Right now, only 20% of Duke Energy customers benefit from this new technology, but they hope to increase this number to 80% in the next few years.
In 2021, this technology helped to avoid more than 200,000 extended customer outages in North Carolina, saving customers more than 400,000 hours of lost outage time.
What is the largest cause of power outages in the Carolinas?
According to Brooks, severe weather causes most of the issues locally. This is especially the case when trees topple over, taking power lines with them. Often, this is due to flooding and saturated ground. Strong, damaging winds come through and boom… the tree has fallen.
Brooks says that in some areas, such as southeast Charlotte where outages occur often, they’ve tried to put some of the lines underground. They use advanced data analytics to tell them the right place to put the line.
However, that isn’t always possible — nor is it the best solution everywhere.
How do weather and climate change impact Duke Energy’s approach to power outages?
Severe storms are the most common weather-related cause of power outages, but the list goes on. Ice storms, heat waves, downburst winds, flash flooding, and tropical cyclones can all cause outage problems. And we have all of these in the Carolinas!
With a changing climate and an increase in the number of storms, severe or otherwise, Duke Energy is preparing accordingly.
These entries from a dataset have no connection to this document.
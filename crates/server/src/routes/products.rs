//! Product catalog.

use axum::{
    Json, Router,
    extract::{Path, State},
    routing::{get, put},
};
use serde_json::{Map, Value};

use leafspring_crm_core::ProductId;

use crate::error::AppError;
use crate::middleware::RequireAuth;
use crate::models::Product;
use crate::routes::{ApiJson, DataResponse, ListResponse, store_error};
use crate::state::AppState;
use crate::store::ProductRepository;

/// Build the products router.
pub fn router() -> Router<AppState> {
    Router::new()
        .route("/api/products", get(list).post(create))
        .route("/api/products/{id}", put(update))
}

async fn list(
    State(state): State<AppState>,
    RequireAuth(_): RequireAuth,
) -> Json<ListResponse<Product>> {
    Json(ListResponse::new(ProductRepository::new(state.store()).list()))
}

async fn create(
    State(state): State<AppState>,
    RequireAuth(_): RequireAuth,
    ApiJson(fields): ApiJson<Map<String, Value>>,
) -> Result<Json<DataResponse<Product>>, AppError> {
    let product = ProductRepository::new(state.store()).create(fields).await?;
    Ok(Json(DataResponse::with_message("Product created", product)))
}

async fn update(
    State(state): State<AppState>,
    RequireAuth(_): RequireAuth,
    Path(id): Path<ProductId>,
    ApiJson(patch): ApiJson<Map<String, Value>>,
) -> Result<Json<DataResponse<Product>>, AppError> {
    let product = ProductRepository::new(state.store())
        .update(&id, patch)
        .await
        .map_err(store_error("Product"))?;
    Ok(Json(DataResponse::with_message("Product updated", product)))
}

#[cfg(test)]
mod tests {
    use axum::http::{Method, StatusCode};
    use serde_json::json;

    use crate::routes::test_support::{logged_in_app, send};

    #[tokio::test]
    async fn test_catalog_is_seeded() {
        let (app, _, token) = logged_in_app().await;
        let (status, body) = send(&app, Method::GET, "/api/products", Some(&token), None).await;
        assert_eq!(status, StatusCode::OK);
        assert_eq!(body["total"], 5);
        assert_eq!(body["data"][0]["id"], "P001");
    }

    #[tokio::test]
    async fn test_create_and_update_product() {
        let (app, _, token) = logged_in_app().await;
        let token = Some(token.as_str());

        let (status, body) = send(
            &app,
            Method::POST,
            "/api/products",
            token,
            Some(json!({ "name": "Parabolic spring", "price": "1250.50" })),
        )
        .await;
        assert_eq!(status, StatusCode::OK);
        let id = body["data"]["id"].as_str().expect("id").to_string();
        assert!(id.starts_with('P'));
        assert_eq!(body["data"]["price"], "1250.50");

        let (status, body) = send(
            &app,
            Method::PUT,
            &format!("/api/products/{id}"),
            token,
            Some(json!({ "unit": "set" })),
        )
        .await;
        assert_eq!(status, StatusCode::OK);
        assert_eq!(body["data"]["unit"], "set");
        assert_eq!(body["data"]["name"], "Parabolic spring");

        let (status, body) = send(
            &app,
            Method::PUT,
            "/api/products/P999",
            token,
            Some(json!({ "unit": "set" })),
        )
        .await;
        assert_eq!(status, StatusCode::NOT_FOUND);
        assert_eq!(body["message"], "Product not found");
    }
}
“In addition to looking at historical reliability data, we’re beginning to use machine learning and A.I. to begin to predict some of the trends over time that we’re going to see with our system to make sure that we’re building the right protections in place, whatever we may encounter, to make sure that we’re ready to keep reliable service for our customers,” Brooks said.
Brooks explains that Duke Energy has an all-hazards approach and they are trying to prepare for anything. Self-healing technology is the first step to restoring as many customers as possible, even if crews eventually have to go out and repair the damage. It also helps crews stay safer and more efficient even while out in the field.
What else causes power outages other than weather?
Cars hitting poles is a major factor in power outages. Brooks says that distracted driving has caused a big increase in the number of these crashes.
He said since we can’t predict these outages, they need a system that can recover quickly.
Two other big culprits: squirrels and snakes.
“They get on our lines, they get in our substations, and they can cause outages for 1000s of customers,” Brooks said. “So, we’re making a lot of improvements built around protecting our systems from animals and keeping them safe, while keeping the grid operating as well.”
What other new technologies is Duke Energy using?
Duke is using smart technology not only to restore power after outages but also to manage distributed technologies, such as electric vehicles, battery storage and solar panels on homes and businesses.
All of this changes the way power flows across the power grid.
“If you think about it, power has always flowed in one direction from our power plants to our customers,” Brooks said. “But now it’s all changing. That power is now flowing in multiple directions, we’ve got power coming from your home or business that might need to go somewhere else.”
?️ If you like weather, watch Brad Panovich and the WCNC Charlotte Weather Team on their YouTube channel, Weather IQ. ?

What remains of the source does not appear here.